MANTRA DI MAGGIO
Inserito da Domenico De Ferraro il Sab, 17/05/2008 - 17:02 - Opere dell'autore
MANTRA DI MAGGIO
“E io sono il Re di maggio il quale è attività in eloquenza e azione in amour ,
e io sono il re di maggio il quale è capelli lunghi di Adamo e la barba del mio stesso corpo,
e io sono il Re di maggio ,il quale è Kral majales nella lingua cecoslovacca ,
e io sono il Re di maggio il quale è la vecchia poesia umana ,e 100.000 persone scelsero il mio nome.
Allen Ginsberg
Quando l’amore ebbe trascinato il dolore
oltre il muro dell’odio, l’albero del loto chiacchierino
fiorì in silenzio in un crescendo di note e sospiri.
Alcune anime erranti apparvero per strade
allegre vennero danzanti insieme alle loro dame
ridendo del poveretto di corsa contro il vento.
Ci fu una gran danza a ritmo di tamburi parlanti
che presero a cantare nella loro lingua originaria.
Le parole si mischiarono nell’aria alcuni giovani dai lunghi capelli
soffiarono in lunghe canne apparvero così i mostri della ragione.
Che spaventarono un po’ tutti i presenti, compreso l’Alberto
che si trovava di lì a passare con la sua bicicletta.
Ma quella confusione il signor del quarto piano di professione guardia notturna
non la poteva sopportare , usci fuori al balcone gridando: smettetela ò scendo giù e vi prendo tutti a calci.
Una colomba piombò a terra con un filo d’erba chiuso nel becco.
Coppie di giovani raccolsero i loro indumenti e i loro strumenti musicali e senza voltarsi indietro andarono via.
Ignudo conoscere , mostri avvolte la verità con violenza e senza veli mischiato all’ oscuro verso ,
schiavo di neologismi e ingiurie ingurgitate a tavolino mentre ognuno
beve una bibita fuori al bar guardando passare distratti i giorni , la vita. .
Ridi chimera disse il matto passeggiando sotto la luna
ti morde la tua coda di serpente da sola seduta al sole
mentre gli occhi ti diventano strabici , il pelo s’arruffa alle battute del donnette.
Giurammo mai di arrenderci ma fummo fatti prigionieri dall’invidia e dalla volgare liturgica morale.
A nulla valse la fede , figlia della umano soffrire.
Il narrare gesta , ripercorrere lirici itinerari fioriti.
Cavalcare draghi e sauri alati in leggende senza tempo.

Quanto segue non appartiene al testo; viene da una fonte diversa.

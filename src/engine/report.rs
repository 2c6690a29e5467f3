//! Session identity and the summary returned by an execution.

use std::fmt;

use chrono::{DateTime, Utc};
use serde::{Deserialize, Serialize};
use uuid::Uuid;

/// Unique identifier for one execution session.
#[derive(Debug, Clone, Copy, PartialEq, Eq, Hash, Serialize, Deserialize)]
#[serde(transparent)]
pub struct SessionId(Uuid);

impl SessionId {
    /// Create a new random session id.
    #[must_use]
    pub fn new() -> Self {
        Self(Uuid::new_v4())
    }

    /// Wrap an existing UUID.
    #[must_use]
    pub const fn from_uuid(uuid: Uuid) -> Self {
        Self(uuid)
    }
}

impl Default for SessionId {
    fn default() -> Self {
        Self::new()
    }
}

impl fmt::Display for SessionId {
    fn fmt(&self, f: &mut fmt::Formatter<'_>) -> fmt::Result {
        write!(f, "{}", self.0)
    }
}

/// Summary of a successful execution.
#[derive(Debug, Clone, PartialEq, Serialize, Deserialize)]
pub struct ExecutionReport {
    /// Session this report belongs to.
    pub session_id: SessionId,
    /// Name of the knowledge base that ran.
    pub knowledge_base: String,
    /// Its version.
    pub version: String,
    /// Number of match-act cycles that fired a rule.
    pub cycles: u64,
    /// Names of fired rules, in firing order.
    pub fired: Vec<String>,
    /// True if a rule ended the session with `Complete`.
    pub completed: bool,
    /// When the session started; also what `Now()` returned.
    pub started_at: DateTime<Utc>,
    /// When the session finished.
    pub finished_at: DateTime<Utc>,
}

impl ExecutionReport {
    /// Wall-clock duration of the session.
    #[must_use]
    pub fn duration(&self) -> chrono::Duration {
        self.finished_at - self.started_at
    }

    /// Number of times `rule` fired.
    #[must_use]
    pub fn fire_count(&self, rule: &str) -> usize {
        self.fired.iter().filter(|name| *name == rule).count()
    }

    /// Returns true if `rule` fired at least once.
    #[must_use]
    pub fn has_fired(&self, rule: &str) -> bool {
        self.fired.iter().any(|name| name == rule)
    }
}
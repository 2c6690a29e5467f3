//! `Fact` implementation for JSON objects.
//!
//! Lets hosts that already carry their facts as `serde_json::Value` expose
//! them to rules without defining Rust types. Nested objects act as nested
//! records; arrays of scalars read as lists. Fields must exist before a rule
//! can assign them.

use serde_json::{Map, Number, Value as Json};

use crate::error::FactError;
use crate::value::Value;

use super::{check_assignable, Fact};

/// Converts a JSON scalar or array to a rule [`Value`].
pub fn from_json(name: &str, json: &Json) -> Result<Value, FactError> {
    match json {
        Json::Null => Ok(Value::Null),
        Json::Bool(b) => Ok(Value::Bool(*b)),
        Json::Number(n) => Ok(n
            .as_i64()
            .map(Value::Int)
            .or_else(|| n.as_f64().map(Value::Float))
            .unwrap_or(Value::Null)),
        Json::String(s) => Ok(Value::String(s.clone())),
        Json::Array(items) => items
            .iter()
            .map(|item| from_json(name, item))
            .collect::<Result<Vec<_>, _>>()
            .map(Value::List),
        Json::Object(_) => Err(FactError::mismatch(name, "value", "record")),
    }
}

/// Converts a rule [`Value`] to JSON.
///
/// Times are written as RFC 3339 strings. Non-finite floats cannot be
/// represented and are rejected.
pub fn to_json(name: &str, value: Value) -> Result<Json, FactError> {
    match value {
        Value::Null => Ok(Json::Null),
        Value::Bool(b) => Ok(Json::Bool(b)),
        Value::Int(i) => Ok(Json::Number(i.into())),
        Value::Float(f) => Number::from_f64(f)
            .map(Json::Number)
            .ok_or_else(|| FactError::mismatch(name, "finite float", "float")),
        Value::String(s) => Ok(Json::String(s)),
        Value::Time(t) => Ok(Json::String(t.to_rfc3339())),
        Value::List(items) => items
            .into_iter()
            .map(|item| to_json(name, item))
            .collect::<Result<Vec<_>, _>>()
            .map(Json::Array),
    }
}

fn object<'j>(json: &'j Json, name: &str) -> Result<&'j Map<String, Json>, FactError> {
    json.as_object()
        .ok_or_else(|| FactError::mismatch(name, "record", "value"))
}

impl Fact for Json {
    fn field(&self, name: &str) -> Result<Value, FactError> {
        let map = object(self, name)?;
        let json = map.get(name).ok_or_else(|| FactError::not_found(name))?;
        from_json(name, json)
    }

    fn set_field(&mut self, name: &str, value: Value) -> Result<(), FactError> {
        let map = self
            .as_object_mut()
            .ok_or_else(|| FactError::mismatch(name, "record", "value"))?;
        let slot = map.get_mut(name).ok_or_else(|| FactError::not_found(name))?;
        let current = from_json(name, slot)?;
        let value = check_assignable(name, &current, value)?;
        *slot = to_json(name, value)?;
        Ok(())
    }

    fn nested(&self, name: &str) -> Option<&dyn Fact> {
        let nested = self.as_object()?.get(name)?;
        nested.is_object().then_some(nested as &dyn Fact)
    }

    fn nested_mut(&mut self, name: &str) -> Option<&mut dyn Fact> {
        let nested = self.as_object_mut()?.get_mut(name)?;
        if nested.is_object() {
            Some(nested as &mut dyn Fact)
        } else {
            None
        }
    }
}
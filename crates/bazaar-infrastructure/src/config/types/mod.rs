//! Configuration sections

mod app;
mod auth;
mod email;
mod logging;
mod server;
mod users;

pub use app::{AppConfig, Environment};
pub use auth::{AuthConfig, CookieConfig, JwtConfig};
pub use email::{EmailConfig, EmailProvider};
pub use logging::LoggingConfig;
pub use server::ServerConfig;
pub use users::UsersConfig;
//! HS256 token codec
//!
//! Session and password reset tokens share the signing secret and issuer
//! but carry different audiences, so one can never stand in for the other.
//! Expiry is checked with zero leeway.

use bazaar_domain::error::{Error, Result};
use bazaar_domain::{ResetClaims, Role, SessionClaims, TokenCodec, UserId};
use chrono::Utc;
use jsonwebtoken::{Algorithm, DecodingKey, EncodingKey, Header, Validation, decode, encode};
use serde::{Deserialize, Serialize};

use crate::config::JwtConfig;
use crate::constants::{RESET_AUDIENCE, SESSION_AUDIENCE};
use crate::error_ext::ErrorContext;

/// Wire form of a token payload
///
/// `role` is present on session tokens only.
#[derive(Debug, Clone, PartialEq, Eq, Serialize, Deserialize)]
pub struct TokenClaims {
    #[serde(rename = "userId")]
    pub user_id: UserId,
    pub email: String,
    #[serde(default, skip_serializing_if = "Option::is_none")]
    pub role: Option<Role>,
    pub iat: i64,
    pub exp: i64,
    pub aud: String,
    pub iss: String,
}

/// JWT implementation of [`TokenCodec`]
#[derive(Clone)]
pub struct JwtTokenCodec {
    encoding: EncodingKey,
    decoding: DecodingKey,
    issuer: String,
    session_ttl_secs: i64,
    reset_ttl_secs: i64,
}

impl JwtTokenCodec {
    /// Create a codec from the JWT configuration section
    pub fn new(config: &JwtConfig) -> Result<Self> {
        if config.secret.is_empty() {
            return Err(Error::configuration("JWT secret cannot be empty"));
        }
        let session_ttl_secs = i64::try_from(config.expiration_secs)
            .config_context("Session token lifetime out of range")?;
        let reset_ttl_secs = i64::try_from(config.reset_expiration_secs)
            .config_context("Reset token lifetime out of range")?;
        Ok(Self {
            encoding: EncodingKey::from_secret(config.secret.as_bytes()),
            decoding: DecodingKey::from_secret(config.secret.as_bytes()),
            issuer: config.issuer.clone(),
            session_ttl_secs,
            reset_ttl_secs,
        })
    }

    /// Sign an arbitrary payload with this codec's key
    ///
    /// Lets callers mint tokens with chosen timestamps, e.g. already
    /// expired ones.
    pub fn encode_claims(&self, claims: &TokenClaims) -> Result<String> {
        encode(&Header::new(Algorithm::HS256), claims, &self.encoding)
            .auth_context("Token signing failed")
    }

    /// Claims for `user_id` issued now under `audience`
    pub fn claims_for(
        &self,
        user_id: UserId,
        email: &str,
        role: Option<Role>,
        audience: &str,
        ttl_secs: i64,
    ) -> TokenClaims {
        let now = Utc::now().timestamp();
        TokenClaims {
            user_id,
            email: email.to_string(),
            role,
            iat: now,
            exp: now + ttl_secs,
            aud: audience.to_string(),
            iss: self.issuer.clone(),
        }
    }

    fn decode_for(&self, token: &str, audience: &str) -> Option<TokenClaims> {
        let mut validation = Validation::new(Algorithm::HS256);
        validation.leeway = 0;
        validation.set_audience(&[audience]);
        validation.set_issuer(&[&self.issuer]);
        validation.set_required_spec_claims(&["exp", "aud", "iss"]);

        match decode::<TokenClaims>(token, &self.decoding, &validation) {
            Ok(data) => Some(data.claims),
            Err(e) => {
                tracing::debug!(audience, error = %e, "token rejected");
                None
            }
        }
    }
}

impl TokenCodec for JwtTokenCodec {
    fn issue(&self, user_id: UserId, email: &str, role: Role) -> Result<String> {
        let claims = self.claims_for(
            user_id,
            email,
            Some(role),
            SESSION_AUDIENCE,
            self.session_ttl_secs,
        );
        self.encode_claims(&claims)
    }

    fn verify(&self, token: &str) -> Option<SessionClaims> {
        let claims = self.decode_for(token, SESSION_AUDIENCE)?;
        Some(SessionClaims {
            user_id: claims.user_id,
            email: claims.email,
            role: claims.role.unwrap_or(Role::User),
            iat: claims.iat,
            exp: claims.exp,
        })
    }

    fn issue_reset(&self, user_id: UserId, email: &str) -> Result<String> {
        let claims = self.claims_for(user_id, email, None, RESET_AUDIENCE, self.reset_ttl_secs);
        self.encode_claims(&claims)
    }

    fn verify_reset(&self, token: &str) -> Option<ResetClaims> {
        let claims = self.decode_for(token, RESET_AUDIENCE)?;
        Some(ResetClaims {
            user_id: claims.user_id,
            email: claims.email,
            iat: claims.iat,
            exp: claims.exp,
        })
    }
}
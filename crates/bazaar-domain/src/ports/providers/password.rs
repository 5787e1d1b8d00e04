//! Password Hashing Port

use crate::error::Result;

/// One-way password hashing
pub trait PasswordHasher: Send + Sync {
    /// Hash a plaintext password
    fn hash(&self, password: &str) -> Result<String>;

    /// Check a plaintext password against a stored hash
    ///
    /// `Err` means the hash could not be parsed, not that the password is
    /// wrong.
    fn verify(&self, password: &str, hash: &str) -> Result<bool>;
}
//! HTTP server configuration

use serde::{Deserialize, Serialize};

use crate::constants::{DEFAULT_PUBLIC_URL, DEFAULT_SERVER_HOST, DEFAULT_SERVER_PORT};

/// HTTP server configuration
#[derive(Debug, Clone, Serialize, Deserialize)]
#[serde(default)]
pub struct ServerConfig {
    /// Bind address
    pub host: String,

    /// Bind port
    pub port: u16,

    /// Externally visible base URL, used to build links in emails
    pub public_url: String,
}

impl Default for ServerConfig {
    fn default() -> Self {
        Self {
            host: DEFAULT_SERVER_HOST.to_string(),
            port: DEFAULT_SERVER_PORT,
            public_url: DEFAULT_PUBLIC_URL.to_string(),
        }
    }
}
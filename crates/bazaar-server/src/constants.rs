//! Server constants

/// Internal route that answers requests the guard turned away
pub const GUARD_REDIRECT_ROUTE: &str = "/__guard/redirect";

/// API prefix; API routes enforce their own authorization
pub const API_PREFIX: &str = "/api";

/// Static asset prefixes skipped by the guard
pub const STATIC_PREFIXES: &[&str] = &["/static", "/assets", "/_next", "/favicon.ico", "/robots.txt"];

/// Liveness endpoint
pub const HEALTH_PATH: &str = "/health";
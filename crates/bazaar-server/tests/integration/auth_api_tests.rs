//! Authentication API over HTTP

use bazaar_domain::Role;
use bazaar_infrastructure::config::JwtConfig;
use bazaar_infrastructure::constants::SESSION_AUDIENCE;
use bazaar_infrastructure::crypto::JwtTokenCodec;
use rocket::http::{ContentType, Cookie, Status};
use serde_json::{Value, json};

use crate::support::{
    COOKIE, CUSTOMER, INACTIVE, PASSWORD, SECRET, TestApp, email_of, issued_cookie,
    removes_cookie,
};

async fn login(
    app: &TestApp,
    email: &str,
    password: &str,
) -> (Status, Value, Option<String>, Vec<String>) {
    let response = app
        .post_json(
            "/api/auth/login",
            json!({ "email": email, "password": password, "redirect": "/orders" }),
        )
        .await;
    let status = response.status();
    let cookie = issued_cookie(&response);
    let headers = response
        .headers()
        .get("Set-Cookie")
        .map(str::to_string)
        .collect();
    let body = response.into_json::<Value>().await.expect("json body");
    (status, body, cookie, headers)
}

#[rocket::async_test]
async fn test_login_sets_session_cookie() {
    let app = TestApp::spawn().await;
    let (status, body, cookie, headers) = login(&app, &email_of(CUSTOMER), PASSWORD).await;

    assert_eq!(status, Status::Ok);
    assert_eq!(body["success"], true);
    assert_eq!(body["user"]["email"], email_of(CUSTOMER));
    assert_eq!(body["redirectTo"], "/orders");

    let token = cookie.expect("cookie set");
    assert_eq!(app.context.tokens().verify(&token).map(|c| c.user_id), Some(CUSTOMER));

    let header = headers
        .iter()
        .find(|h| h.starts_with(&format!("{COOKIE}=")))
        .expect("set-cookie header");
    assert!(header.contains("HttpOnly"));
    assert!(header.contains("SameSite=Lax"));
    assert!(header.contains("Path=/"));
    assert!(header.contains("Max-Age=604800"));
    assert!(!header.contains("Secure"));
}

#[rocket::async_test]
async fn test_login_failures_do_not_reveal_which_part_was_wrong() {
    let app = TestApp::spawn().await;
    let (unknown_status, unknown, cookie, _) = login(&app, "nobody@example.com", PASSWORD).await;
    let (wrong_status, wrong, _, _) = login(&app, &email_of(CUSTOMER), "wrong password").await;

    assert_eq!(unknown_status, Status::Unauthorized);
    assert_eq!(wrong_status, Status::Unauthorized);
    assert_eq!(unknown["error"], "Invalid email or password");
    assert_eq!(unknown, wrong);
    assert!(cookie.is_none());
}

#[rocket::async_test]
async fn test_login_reports_deactivated_account() {
    let app = TestApp::spawn().await;
    let (status, body, cookie, _) = login(&app, &email_of(INACTIVE), PASSWORD).await;

    assert_eq!(status, Status::Forbidden);
    assert_eq!(body["error"], "Account is deactivated. Please contact support.");
    assert!(cookie.is_none());
}

#[rocket::async_test]
async fn test_login_drops_foreign_redirect() {
    let app = TestApp::spawn().await;
    let response = app
        .post_json(
            "/api/auth/login?redirect=%2Fbooking",
            json!({ "email": email_of(CUSTOMER), "password": PASSWORD, "redirect": "//evil.example" }),
        )
        .await;
    let body = response.into_json::<Value>().await.expect("json body");
    assert_eq!(body["redirectTo"], "/");
}

#[rocket::async_test]
async fn test_logout_deletes_cookie_for_malformed_token() {
    let app = TestApp::spawn().await;
    let response = app
        .client
        .post("/api/auth/logout")
        .cookie(Cookie::new(COOKIE, "definitely.not.a-token"))
        .dispatch()
        .await;

    assert_eq!(response.status(), Status::Ok);
    assert!(removes_cookie(&response));
    let body = response.into_json::<Value>().await.expect("json body");
    assert_eq!(body["message"], "Logged out successfully");
}

#[rocket::async_test]
async fn test_logout_deletes_cookie_for_expired_token() {
    let app = TestApp::spawn().await;
    let codec = JwtTokenCodec::new(&JwtConfig {
        secret: SECRET.to_string(),
        ..JwtConfig::default()
    })
    .expect("codec");
    let claims = codec.claims_for(
        CUSTOMER,
        &email_of(CUSTOMER),
        Some(Role::Customer),
        SESSION_AUDIENCE,
        -60,
    );
    let expired = codec.encode_claims(&claims).expect("encode");
    assert!(app.context.tokens().verify(&expired).is_none());

    let response = app
        .client
        .post("/api/auth/logout")
        .cookie(Cookie::new(COOKIE, expired))
        .dispatch()
        .await;

    assert_eq!(response.status(), Status::Ok);
    assert!(removes_cookie(&response));
}

#[rocket::async_test]
async fn test_logout_without_cookie() {
    let app = TestApp::spawn().await;
    let response = app.client.post("/api/auth/logout").dispatch().await;

    assert_eq!(response.status(), Status::Ok);
    let body = response.into_json::<Value>().await.expect("json body");
    assert_eq!(body["success"], true);
    assert_eq!(body["message"], "Logged out successfully (no token found)");
}

#[rocket::async_test]
async fn test_session_lifecycle_over_http() {
    let app = TestApp::spawn().await;
    let (status, _, _, _) = login(&app, &email_of(CUSTOMER), PASSWORD).await;
    assert_eq!(status, Status::Ok);

    for _ in 0..2 {
        let response = app.client.get("/api/auth/session").dispatch().await;
        let body = response.into_json::<Value>().await.expect("json body");
        assert_eq!(body["user"]["id"], CUSTOMER);
    }
    assert_eq!(app.context.cache().len(), 1);

    let response = app.client.post("/api/auth/logout").dispatch().await;
    assert!(removes_cookie(&response));
    assert!(app.context.cache().is_empty());

    let response = app.client.get("/api/auth/session").dispatch().await;
    let body = response.into_json::<Value>().await.expect("json body");
    assert!(body["user"].is_null());
}

#[rocket::async_test]
async fn test_register_creates_customer_and_sends_welcome() {
    let app = TestApp::spawn().await;
    let request = json!({
        "firstName": "Nia",
        "lastName": "Okafor",
        "email": "nia@example.com",
        "password": "s3cret-pass",
        "confirmPassword": "s3cret-pass",
    });
    let response = app.post_json("/api/auth/register", request.clone()).await;

    assert_eq!(response.status(), Status::Created);
    let body = response.into_json::<Value>().await.expect("json body");
    assert_eq!(body["user"]["role"], "customer");

    let sent = app.sender.settle().await;
    assert!(sent.iter().any(|m| m.to == "nia@example.com" && m.subject.starts_with("Welcome")));

    let response = app.post_json("/api/auth/register", request).await;
    assert_eq!(response.status(), Status::Conflict);
    let body = response.into_json::<Value>().await.expect("json body");
    assert_eq!(body["error"], "User with this email already exists");
}

#[rocket::async_test]
async fn test_register_rejects_mismatched_passwords() {
    let app = TestApp::spawn().await;
    let response = app
        .post_json(
            "/api/auth/register",
            json!({
                "email": "nia@example.com",
                "password": "one",
                "confirmPassword": "two",
            }),
        )
        .await;

    assert_eq!(response.status(), Status::BadRequest);
    let body = response.into_json::<Value>().await.expect("json body");
    assert_eq!(body["error"], "Passwords do not match");
}

#[rocket::async_test]
async fn test_forgot_password_answers_uniformly() {
    let app = TestApp::spawn().await;
    let known = app
        .post_json("/api/auth/forgot-password", json!({ "email": email_of(CUSTOMER) }))
        .await
        .into_json::<Value>()
        .await
        .expect("json body");
    let unknown = app
        .post_json("/api/auth/forgot-password", json!({ "email": "nobody@example.com" }))
        .await
        .into_json::<Value>()
        .await
        .expect("json body");

    assert_eq!(known, unknown);
    let sent = app.sender.settle().await;
    assert_eq!(sent.len(), 1);
    assert!(sent[0].html.contains("/reset-password?token="));
}

#[rocket::async_test]
async fn test_reset_password_then_login_with_new_password() {
    let app = TestApp::spawn().await;
    let token = app
        .context
        .tokens()
        .issue_reset(CUSTOMER, &email_of(CUSTOMER))
        .expect("issue");

    let response = app
        .post_json(
            "/api/auth/reset-password",
            json!({ "token": token, "password": "brand-new", "confirmPassword": "brand-new" }),
        )
        .await;
    assert_eq!(response.status(), Status::Ok);

    let (status, _, _, _) = login(&app, &email_of(CUSTOMER), "brand-new").await;
    assert_eq!(status, Status::Ok);
    let (status, _, _, _) = login(&app, &email_of(CUSTOMER), PASSWORD).await;
    assert_eq!(status, Status::Unauthorized);
}

#[rocket::async_test]
async fn test_reset_password_rejects_session_token() {
    let app = TestApp::spawn().await;
    let session = app.token_for(CUSTOMER);
    let path = format!("/api/auth/reset-password?token={session}");
    let response = app
        .post_json(
            &path,
            json!({ "password": "brand-new", "confirmPassword": "brand-new" }),
        )
        .await;

    assert_eq!(response.status(), Status::BadRequest);
    let body = response.into_json::<Value>().await.expect("json body");
    assert_eq!(body["error"], "Invalid or expired reset token");
}

#[rocket::async_test]
async fn test_update_password_requires_session() {
    let app = TestApp::spawn().await;
    let change = json!({ "password": "brand-new", "confirmPassword": "brand-new" });

    let response = app.post_json("/api/auth/password", change.clone()).await;
    assert_eq!(response.status(), Status::Unauthorized);
    let body = response.into_json::<Value>().await.expect("json body");
    assert_eq!(body["error"], "Not authenticated");

    let token = app.token_for(CUSTOMER);
    let response = app
        .client
        .post("/api/auth/password")
        .header(ContentType::JSON)
        .cookie(Cookie::new(COOKIE, token))
        .body(change.to_string())
        .dispatch()
        .await;
    assert_eq!(response.status(), Status::Ok);
    let body = response.into_json::<Value>().await.expect("json body");
    assert_eq!(body["message"], "Password updated successfully");
}
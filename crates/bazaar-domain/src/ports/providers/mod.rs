//! External service provider ports
//!
//! | Port | Description |
//! |------|-------------|
//! | [`TokenCodec`] | Signs and verifies session and reset tokens |
//! | [`PasswordHasher`] | One-way password hashing |
//! | [`EmailSender`] | Outbound email delivery |

/// Email delivery port
pub mod email;
/// Password hashing port
pub mod password;
/// Token codec port
pub mod token;

pub use email::EmailSender;
pub use password::PasswordHasher;
pub use token::TokenCodec;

Nell’ immaginaria città in festa passarono per strade soldati e spose , vecchi e bambini
il vetusto campanile si piegava nel vento sotto il peso del tempo.
Nell’oblio risorgevano spiriti della gioia e delle fiabe
le filastrocche delle fate ,le avventure di pinocchio
la rinascita d’un popolo in primavera.
Nobildonne con ventagli e lunghi abiti strascinanti lussurie e coiti
accompagnate da loro virili amanti uscirono dal retro del teatro dell’opera buffa.
Lungo le strade l’urbano canto dei vicoli rischiò
di diventare un urlo disumano contro quell’immaginario muro confine
tra il bene e il male di questo mondo voltagabbana.
Orrore che terrorizzò l’uomo all’ombra d’una palma
macchiata d’inchiostro ove si riposava il saggio
lettore nell’aria calda d’ un metafisico pomeriggio
rincorrente con la mente versi e conoscenze.
Mariana esistenza ,veggenza d’un tempo profana
ragione di nostra speranza si consumò
l’omaggio al Re di maggio epilogo di un sogno
di un messaggio chiuso in una bottiglia gettata via in questo immenso mare virtuale.